● Problem
Below are the records; copy each line in which "certificate" can be found.

● Excerpted records

==================================================

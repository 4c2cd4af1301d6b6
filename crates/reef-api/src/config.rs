//! Process configuration.
//!
//! Loaded from `REEF_*` environment variables; every option has a default
//! suitable for local development except TLS, which is off unless both the
//! certificate and the key are configured.

use std::path::PathBuf;
use std::time::Duration;

use reef_reconciler::RunnerConfig;
use reef_scheduler::SchedulerConfig;

/// A configuration value could not be parsed or validated.
#[derive(Debug, thiserror::Error)]
#[error("invalid configuration: {message}")]
pub struct ConfigError {
    message: String,
}

impl ConfigError {
    fn new(message: impl Into<String>) -> Self {
        Self {
            message: message.into(),
        }
    }
}

/// Configuration of the reef service process.
#[derive(Debug, Clone)]
pub struct Config {
    /// HTTP listening port.
    pub port: u16,
    /// Path to the TLS certificate file; TLS is enabled when both paths are
    /// set.
    pub ssl_crt: Option<PathBuf>,
    /// Path to the TLS key file.
    pub ssl_key: Option<PathBuf>,
    /// Enables pretty log output and verbose diagnostics.
    pub debug: bool,
    /// Persistence DSN; reserved for the external persistence driver. The
    /// bundled stores are in-memory.
    pub database_url: Option<String>,
    /// Directory holding pre-rendered component charts.
    pub charts_dir: PathBuf,
    /// Scheduler tuning.
    pub scheduler: SchedulerConfig,
    /// Runner tuning (includes status updater and progress tracker).
    pub runner: RunnerConfig,
}

impl Default for Config {
    fn default() -> Self {
        Self {
            port: 8080,
            ssl_crt: None,
            ssl_key: None,
            debug: false,
            database_url: None,
            charts_dir: PathBuf::from("./charts"),
            scheduler: SchedulerConfig::default(),
            runner: RunnerConfig::default(),
        }
    }
}

impl Config {
    /// Loads configuration from environment variables.
    ///
    /// Supported variables:
    /// - `REEF_PORT`
    /// - `REEF_SSL_CRT` / `REEF_SSL_KEY`
    /// - `REEF_DEBUG`
    /// - `REEF_DATABASE_URL`
    /// - `REEF_CHARTS_DIR`
    /// - `REEF_PRE_COMPONENTS` (comma-separated component names)
    /// - `REEF_SCHEDULER_TICK_INTERVAL` (e.g. `30s`)
    /// - `REEF_SCHEDULER_POOL_SIZE`
    /// - `REEF_SCHEDULER_MAX_OPERATION_RETRIES`
    /// - `REEF_SCHEDULER_ORPHAN_TIMEOUT`
    /// - `REEF_RUNNER_MAX_RETRIES`
    /// - `REEF_RUNNER_RETRY_DELAY`
    /// - `REEF_STATUS_INTERVAL`
    /// - `REEF_STATUS_MAX_RETRIES`
    /// - `REEF_STATUS_RETRY_DELAY`
    /// - `REEF_PROGRESS_INTERVAL`
    /// - `REEF_PROGRESS_TIMEOUT`
    ///
    /// # Errors
    ///
    /// Returns an error when a variable is present but cannot be parsed, or
    /// when the combination is invalid (e.g. a TLS certificate without a
    /// key).
    pub fn from_env() -> Result<Self, ConfigError> {
        let mut config = Self::default();

        if let Some(port) = env_u16("REEF_PORT")? {
            config.port = port;
        }
        config.ssl_crt = env_string("REEF_SSL_CRT").map(PathBuf::from);
        config.ssl_key = env_string("REEF_SSL_KEY").map(PathBuf::from);
        if let Some(debug) = env_bool("REEF_DEBUG")? {
            config.debug = debug;
        }
        config.database_url = env_string("REEF_DATABASE_URL");
        if let Some(dir) = env_string("REEF_CHARTS_DIR") {
            config.charts_dir = PathBuf::from(dir);
        }

        if let Some(value) = env_string("REEF_PRE_COMPONENTS") {
            config.scheduler.pre_components = parse_component_list(&value);
        }
        if let Some(interval) = env_duration("REEF_SCHEDULER_TICK_INTERVAL")? {
            config.scheduler.tick_interval = interval;
        }
        if let Some(size) = env_usize("REEF_SCHEDULER_POOL_SIZE")? {
            config.scheduler.pool_size = size;
        }
        if let Some(retries) = env_u32("REEF_SCHEDULER_MAX_OPERATION_RETRIES")? {
            config.scheduler.max_operation_retries = retries;
        }
        if let Some(timeout) = env_duration("REEF_SCHEDULER_ORPHAN_TIMEOUT")? {
            config.scheduler.orphan_timeout = timeout;
        }

        if let Some(retries) = env_u32("REEF_RUNNER_MAX_RETRIES")? {
            config.runner.max_retries = retries;
        }
        if let Some(delay) = env_duration("REEF_RUNNER_RETRY_DELAY")? {
            config.runner.retry_delay = delay;
        }
        if let Some(interval) = env_duration("REEF_STATUS_INTERVAL")? {
            config.runner.status_updater.interval = interval;
        }
        if let Some(retries) = env_u32("REEF_STATUS_MAX_RETRIES")? {
            config.runner.status_updater.max_retries = retries;
        }
        if let Some(delay) = env_duration("REEF_STATUS_RETRY_DELAY")? {
            config.runner.status_updater.retry_delay = delay;
        }
        if let Some(interval) = env_duration("REEF_PROGRESS_INTERVAL")? {
            config.runner.progress.interval = interval;
        }
        if let Some(timeout) = env_duration("REEF_PROGRESS_TIMEOUT")? {
            config.runner.progress.timeout = timeout;
        }

        config.validate()?;
        Ok(config)
    }

    /// Validates cross-field constraints.
    ///
    /// # Errors
    ///
    /// Returns an error when the configuration is inconsistent.
    pub fn validate(&self) -> Result<(), ConfigError> {
        if self.ssl_crt.is_some() != self.ssl_key.is_some() {
            return Err(ConfigError::new(
                "REEF_SSL_CRT and REEF_SSL_KEY must be set together",
            ));
        }
        if self.scheduler.pool_size == 0 {
            return Err(ConfigError::new(
                "REEF_SCHEDULER_POOL_SIZE must be greater than 0",
            ));
        }
        if self.scheduler.max_operation_retries == 0 {
            return Err(ConfigError::new(
                "REEF_SCHEDULER_MAX_OPERATION_RETRIES must be greater than 0",
            ));
        }
        if self.runner.max_retries == 0 {
            return Err(ConfigError::new(
                "REEF_RUNNER_MAX_RETRIES must be greater than 0",
            ));
        }
        Ok(())
    }

    /// Returns true when TLS is configured.
    #[must_use]
    pub fn tls_enabled(&self) -> bool {
        self.ssl_crt.is_some() && self.ssl_key.is_some()
    }
}

fn parse_component_list(value: &str) -> Vec<String> {
    value
        .split(',')
        .map(str::trim)
        .filter(|s| !s.is_empty())
        .map(str::to_string)
        .collect()
}

fn env_string(name: &str) -> Option<String> {
    std::env::var(name).ok().and_then(|v| {
        let trimmed = v.trim();
        if trimmed.is_empty() {
            None
        } else {
            Some(trimmed.to_string())
        }
    })
}

fn env_u16(name: &str) -> Result<Option<u16>, ConfigError> {
    let Some(v) = env_string(name) else {
        return Ok(None);
    };
    v.parse::<u16>()
        .map(Some)
        .map_err(|e| ConfigError::new(format!("{name} must be a port number: {e}")))
}

fn env_u32(name: &str) -> Result<Option<u32>, ConfigError> {
    let Some(v) = env_string(name) else {
        return Ok(None);
    };
    v.parse::<u32>()
        .map(Some)
        .map_err(|e| ConfigError::new(format!("{name} must be an unsigned integer: {e}")))
}

fn env_usize(name: &str) -> Result<Option<usize>, ConfigError> {
    let Some(v) = env_string(name) else {
        return Ok(None);
    };
    v.parse::<usize>()
        .map(Some)
        .map_err(|e| ConfigError::new(format!("{name} must be an unsigned integer: {e}")))
}

fn env_bool(name: &str) -> Result<Option<bool>, ConfigError> {
    let Some(v) = env_string(name) else {
        return Ok(None);
    };
    match v.to_ascii_lowercase().as_str() {
        "true" | "1" | "yes" => Ok(Some(true)),
        "false" | "0" | "no" => Ok(Some(false)),
        _ => Err(ConfigError::new(format!(
            "{name} must be a boolean (true/false/1/0)"
        ))),
    }
}

fn env_duration(name: &str) -> Result<Option<Duration>, ConfigError> {
    let Some(v) = env_string(name) else {
        return Ok(None);
    };
    parse_duration_value(name, &v).map(Some)
}

fn parse_duration_value(name: &str, value: &str) -> Result<Duration, ConfigError> {
    humantime::parse_duration(value)
        .map_err(|e| ConfigError::new(format!("{name} must be a duration (e.g. 30s, 5m): {e}")))
}
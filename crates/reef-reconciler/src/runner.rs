//! Drives one component operation to a terminal state.
//!
//! One run is a bounded retry loop around the reconcile sequence:
//! pre-install hook, install (custom action or render/deploy/track), and
//! post-install hook. Lifecycle changes stream to the origin through the
//! status updater; cancellation aborts between steps and between attempts.

use std::sync::Arc;
use std::time::Duration;

use tokio_util::sync::CancellationToken;

use reef_core::retry::{retry, Attempt, RetryError};

use crate::actions::{ActionContext, ActionRegistry};
use crate::callback::CallbackHandler;
use crate::chart::{assemble_bundle, ChartProvider, Component, ComponentSet, RenderOptions};
use crate::error::{Error, Result};
use crate::kubernetes::{KubernetesClient, KubernetesClientFactory};
use crate::progress::{ProgressConfig, ProgressTracker, TrackerOutcome};
use crate::status::{StatusUpdater, StatusUpdaterConfig};
use crate::task::ComponentTask;

/// Runner tuning knobs.
#[derive(Debug, Clone)]
pub struct RunnerConfig {
    /// Attempts per operation before giving up.
    pub max_retries: u32,
    /// Fixed delay between attempts.
    pub retry_delay: Duration,
    /// Status updater configuration.
    pub status_updater: StatusUpdaterConfig,
    /// Progress tracker configuration.
    pub progress: ProgressConfig,
}

impl Default for RunnerConfig {
    fn default() -> Self {
        Self {
            max_retries: 5,
            retry_delay: Duration::from_secs(30),
            status_updater: StatusUpdaterConfig::default(),
            progress: ProgressConfig::default(),
        }
    }
}

/// Installs one component on one target cluster.
pub struct ComponentRunner {
    chart_provider: Arc<dyn ChartProvider>,
    clients: Arc<dyn KubernetesClientFactory>,
    actions: Arc<ActionRegistry>,
    config: RunnerConfig,
}

impl ComponentRunner {
    /// Creates a runner.
    #[must_use]
    pub fn new(
        chart_provider: Arc<dyn ChartProvider>,
        clients: Arc<dyn KubernetesClientFactory>,
        actions: Arc<ActionRegistry>,
        config: RunnerConfig,
    ) -> Self {
        Self {
            chart_provider,
            clients,
            actions,
            config,
        }
    }

    /// Runs the task to a terminal state.
    ///
    /// On overall success the status updater reports `success`; on
    /// exhaustion of retries or a permanent failure it reports `error`.
    /// Cancellation aborts the retry loop immediately without a terminal
    /// report.
    ///
    /// # Errors
    ///
    /// Returns the last reconcile error; its retry classification tells the
    /// dispatcher whether the operation may be re-queued.
    pub async fn run(
        &self,
        task: &ComponentTask,
        callback: Arc<dyn CallbackHandler>,
        cancel: &CancellationToken,
    ) -> Result<()> {
        let updater = StatusUpdater::new(callback, self.config.status_updater.clone(), cancel);

        let outcome = retry(
            self.config.max_retries,
            self.config.retry_delay,
            cancel,
            |attempt| {
                let updater = &updater;
                async move {
                    if let Err(err) = updater.running().await {
                        return Attempt::Abort(err);
                    }
                    match self.reconcile(task, cancel).await {
                        Ok(()) => Attempt::Done(()),
                        Err(err) if err.is_cancelled() => Attempt::Abort(err),
                        Err(err) => {
                            if let Err(callback_err) = updater.failed(Some(&err.to_string())).await
                            {
                                return Attempt::Abort(callback_err);
                            }
                            if err.is_retriable() {
                                tracing::warn!(
                                    component = %task.component,
                                    version = %task.version,
                                    attempt,
                                    error = %err,
                                    "reconciliation attempt failed, retrying"
                                );
                                Attempt::Retry(err)
                            } else {
                                Attempt::Abort(err)
                            }
                        }
                    }
                }
            },
        )
        .await;

        match outcome {
            Ok(()) => {
                tracing::info!(
                    component = %task.component,
                    version = %task.version,
                    "reconciliation of component finished successfully"
                );
                updater.success().await?;
                Ok(())
            }
            Err(RetryError::Cancelled) => {
                tracing::info!(
                    component = %task.component,
                    "reconciliation of component cancelled"
                );
                Err(Error::Cancelled)
            }
            Err(RetryError::Aborted(err) | RetryError::Exhausted(err)) => {
                if err.is_cancelled() {
                    return Err(err);
                }
                tracing::warn!(
                    component = %task.component,
                    version = %task.version,
                    error = %err,
                    "reconciliation of component failed consistently: giving up"
                );
                if let Err(callback_err) = updater.error(Some(&err.to_string())).await {
                    tracing::warn!(
                        component = %task.component,
                        error = %callback_err,
                        "failed to report terminal error state"
                    );
                }
                Err(err)
            }
        }
    }

    /// One reconcile attempt: hooks plus install.
    async fn reconcile(&self, task: &ComponentTask, cancel: &CancellationToken) -> Result<()> {
        let kube = self.clients.client_for(&task.kubeconfig).await?;
        let context = self.action_context(task, kube.clone());

        if let Some(action) = self.actions.pre_install(&task.component, &task.version) {
            action.run(&context).await.map_err(|err| {
                tracing::warn!(
                    component = %task.component,
                    version = %task.version,
                    error = %err,
                    "pre-installation action failed"
                );
                err
            })?;
        }
        if cancel.is_cancelled() {
            return Err(Error::Cancelled);
        }

        if let Some(action) = self.actions.install(&task.component, &task.version) {
            action.run(&context).await.map_err(|err| {
                tracing::warn!(
                    component = %task.component,
                    version = %task.version,
                    error = %err,
                    "installation action failed"
                );
                err
            })?;
        } else {
            self.install(task, &kube, cancel).await?;
        }

        if let Some(action) = self.actions.post_install(&task.component, &task.version) {
            action.run(&context).await.map_err(|err| {
                tracing::warn!(
                    component = %task.component,
                    version = %task.version,
                    error = %err,
                    "post-installation action failed"
                );
                err
            })?;
        }
        Ok(())
    }

    /// Default install path: render, deploy, track.
    async fn install(
        &self,
        task: &ComponentTask,
        kube: &Arc<dyn KubernetesClient>,
        cancel: &CancellationToken,
    ) -> Result<()> {
        let bundle = self.render_bundle(task).await?;
        if cancel.is_cancelled() {
            return Err(Error::Cancelled);
        }

        kube.deploy(&bundle).await.map_err(|err| {
            tracing::warn!(
                component = %task.component,
                error = %err,
                "failed to deploy manifests on target cluster"
            );
            err
        })?;
        if cancel.is_cancelled() {
            return Err(Error::Cancelled);
        }

        self.track_progress(kube, &bundle, cancel).await
    }

    async fn render_bundle(&self, task: &ComponentTask) -> Result<String> {
        let component_set = ComponentSet::single(
            task.kubeconfig.clone(),
            task.version.clone(),
            task.profile.clone(),
            Component {
                name: task.component.clone(),
                namespace: task.namespace.clone(),
                configuration: task.configuration.clone(),
            },
        );
        let manifests = self
            .chart_provider
            .manifests(&component_set, task.install_crd, &RenderOptions::default())
            .await
            .map_err(|err| {
                tracing::warn!(
                    component = %task.component,
                    error = %err,
                    "failed to render manifests"
                );
                err
            })?;
        tracing::debug!(
            component = %task.component,
            manifests = manifests.len(),
            "chart rendering returned manifests"
        );
        Ok(assemble_bundle(&task.component, &manifests, task.install_crd))
    }

    /// Watches the deployed resources until ready; blocking call.
    async fn track_progress(
        &self,
        kube: &Arc<dyn KubernetesClient>,
        bundle: &str,
        cancel: &CancellationToken,
    ) -> Result<()> {
        let resources = kube.deployed_resources(bundle).await?;
        let mut tracker = ProgressTracker::new(kube.status_reader(), self.config.progress.clone());
        tracker.add_resources(&resources);
        tracing::debug!(resources = tracker.len(), "start watching installation progress");

        match tracker.watch(cancel).await? {
            TrackerOutcome::Ready => Ok(()),
            TrackerOutcome::TerminallyFailed { resource, reason } => Err(Error::non_retriable(
                format!("deployed resource '{resource}' failed: {reason}"),
            )),
            TrackerOutcome::Timeout { pending } => Err(Error::retriable(format!(
                "timeout waiting for deployed resources: {}",
                pending.join(", ")
            ))),
            TrackerOutcome::Cancelled => Err(Error::Cancelled),
        }
    }

    fn action_context(&self, task: &ComponentTask, kube: Arc<dyn KubernetesClient>) -> ActionContext {
        ActionContext {
            component: task.component.clone(),
            version: task.version.clone(),
            profile: task.profile.clone(),
            namespace: task.namespace.clone(),
            configuration: task.configuration.clone(),
            kube,
        }
    }
}
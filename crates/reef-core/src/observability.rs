//! Observability infrastructure for reef.
//!
//! Structured logging with consistent spans across all components. Global
//! state (subscriber install) is guarded by a `Once`; everything else is
//! passed in explicitly.

use std::sync::Once;
use tracing::Span;
use tracing_subscriber::{fmt, layer::SubscriberExt, util::SubscriberInitExt, EnvFilter};

static INIT: Once = Once::new();

/// Log output format.
#[derive(Debug, Clone, Copy, Default)]
pub enum LogFormat {
    /// JSON structured logs (for production).
    Json,
    /// Pretty-printed logs (for development).
    #[default]
    Pretty,
}

/// Initializes the logging subsystem.
///
/// Call once at application startup. Safe to call multiple times; subsequent
/// calls are no-ops.
///
/// # Environment Variables
///
/// - `RUST_LOG`: controls log levels (e.g., `info`, `reef_scheduler=debug`)
pub fn init_logging(format: LogFormat) {
    INIT.call_once(|| {
        let env_filter =
            EnvFilter::try_from_default_env().unwrap_or_else(|_| EnvFilter::new("info"));

        match format {
            LogFormat::Json => {
                tracing_subscriber::registry()
                    .with(env_filter)
                    .with(fmt::layer().json())
                    .init();
            }
            LogFormat::Pretty => {
                tracing_subscriber::registry()
                    .with(env_filter)
                    .with(fmt::layer().pretty())
                    .init();
            }
        }
    });
}

/// Creates a span for inventory operations with standard fields.
#[must_use]
pub fn inventory_span(operation: &str, cluster: &str) -> Span {
    tracing::info_span!("inventory", op = operation, cluster = cluster)
}

/// Creates a span for reconciliation operations.
#[must_use]
pub fn reconciliation_span(operation: &str, scheduling_id: &str, cluster: &str) -> Span {
    tracing::info_span!(
        "reconciliation",
        op = operation,
        scheduling_id = scheduling_id,
        cluster = cluster,
    )
}

#[cfg(test)]
mod tests {
    use super::*;

    #[test]
    fn init_logging_is_idempotent() {
        init_logging(LogFormat::Pretty);
        init_logging(LogFormat::Pretty);
    }

    #[test]
    fn span_helpers_create_spans() {
        let span = inventory_span("create_or_update", "cluster-1");
        let _guard = span.enter();
        tracing::info!("test message in span");

        let span = reconciliation_span("dispatch", "01ARZ3", "cluster-1");
        let _guard = span.enter();
        tracing::info!("test message in span");
    }
}
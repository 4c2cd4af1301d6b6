//! Cluster entities and the inbound submission model.

use std::collections::BTreeMap;

use chrono::{DateTime, Utc};
use serde::{Deserialize, Serialize};
use serde_json::Value;

use crate::error::{Error, Result};
use crate::status::ClusterStatus;

fn default_component_priority() -> i64 {
    2
}

/// Desired state of one component inside a cluster configuration.
#[derive(Debug, Clone, PartialEq, Serialize, Deserialize)]
#[serde(rename_all = "camelCase")]
pub struct ComponentSpec {
    /// Component name (e.g. `istio`).
    pub name: String,
    /// Target namespace for the component's resources.
    pub namespace: String,
    /// Component configuration, merged into the rendered charts.
    ///
    /// A `BTreeMap` keeps comparison independent of submission key order,
    /// so reordered but identical configuration never allocates a new
    /// configuration version.
    #[serde(default)]
    pub configuration: BTreeMap<String, Value>,
    /// Advisory priority from the submission.
    ///
    /// Wave assignment for dispatch is derived from the configured
    /// pre-components when the reconciliation is created; this field is
    /// accepted for forward compatibility.
    #[serde(default = "default_component_priority")]
    pub priority: i64,
}

/// Inbound declarative cluster submission.
#[derive(Debug, Clone, PartialEq, Serialize, Deserialize)]
#[serde(rename_all = "camelCase")]
pub struct ClusterModel {
    /// Stable cluster identifier.
    pub cluster: String,
    /// Kubeconfig for the target cluster (opaque blob).
    pub kubeconfig: String,
    /// Product version to install.
    pub kyma_version: String,
    /// Installation profile (e.g. `production`, `evaluation`).
    #[serde(default)]
    pub profile: Option<String>,
    /// Ordered component list.
    pub components: Vec<ComponentSpec>,
}

impl ClusterModel {
    /// Validates the submission.
    ///
    /// # Errors
    ///
    /// Returns [`Error::InvalidInput`] when required fields are missing or empty.
    pub fn validate(&self) -> Result<()> {
        if self.cluster.trim().is_empty() {
            return Err(Error::InvalidInput {
                message: "cluster identifier must not be empty".into(),
            });
        }
        if self.kubeconfig.trim().is_empty() {
            return Err(Error::InvalidInput {
                message: format!("cluster '{}': kubeconfig must not be empty", self.cluster),
            });
        }
        if self.components.is_empty() {
            return Err(Error::InvalidInput {
                message: format!("cluster '{}': component list must not be empty", self.cluster),
            });
        }
        for component in &self.components {
            if component.name.trim().is_empty() {
                return Err(Error::InvalidInput {
                    message: format!("cluster '{}': component name must not be empty", self.cluster),
                });
            }
        }
        Ok(())
    }
}

/// The cluster entity itself, independent of configuration versions.
#[derive(Debug, Clone, PartialEq, Eq, Serialize, Deserialize)]
#[serde(rename_all = "camelCase")]
pub struct Cluster {
    /// Stable cluster identifier.
    pub cluster: String,
    /// Cluster entity version, bumped on re-creation after deletion.
    pub version: i64,
    /// When the cluster was first registered.
    pub created: DateTime<Utc>,
}

/// One immutable configuration version of a cluster.
#[derive(Debug, Clone, PartialEq, Serialize, Deserialize)]
#[serde(rename_all = "camelCase")]
pub struct ClusterConfig {
    /// The cluster this configuration belongs to.
    pub cluster: String,
    /// Strictly increasing per-cluster configuration version.
    pub version: i64,
    /// Kubeconfig for the target cluster (opaque blob).
    pub kubeconfig: String,
    /// Contract version of the submitting client.
    pub contract_version: u64,
    /// Product version to install.
    pub kyma_version: String,
    /// Installation profile.
    pub profile: Option<String>,
    /// Ordered component list.
    pub components: Vec<ComponentSpec>,
    /// When the configuration version was created.
    pub created: DateTime<Utc>,
}

impl ClusterConfig {
    /// Returns true if `model` describes the same desired state as this
    /// configuration.
    ///
    /// The comparison is semantic: component order is meaningful, map key
    /// order inside component configuration is not (maps are ordered).
    #[must_use]
    pub fn matches(&self, model: &ClusterModel) -> bool {
        self.kubeconfig == model.kubeconfig
            && self.kyma_version == model.kyma_version
            && self.profile == model.profile
            && self.components == model.components
    }

    /// Looks up a component by name.
    #[must_use]
    pub fn component(&self, name: &str) -> Option<&ComponentSpec> {
        self.components.iter().find(|c| c.name == name)
    }
}

/// Snapshot of a cluster at one point of its history: the entity, one
/// configuration version, and the authoritative status for it.
#[derive(Debug, Clone, PartialEq, Serialize, Deserialize)]
#[serde(rename_all = "camelCase")]
pub struct State {
    /// The cluster entity.
    pub cluster: Cluster,
    /// The configuration version of this snapshot.
    pub configuration: ClusterConfig,
    /// The newest status record for this configuration version.
    pub status: ClusterStatus,
}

==================================================

● Answer to this exercise
//! certificate and the key are configured.
    /// Path to the TLS certificate file; TLS is enabled when both paths are
    /// when the combination is invalid (e.g. a TLS certificate without a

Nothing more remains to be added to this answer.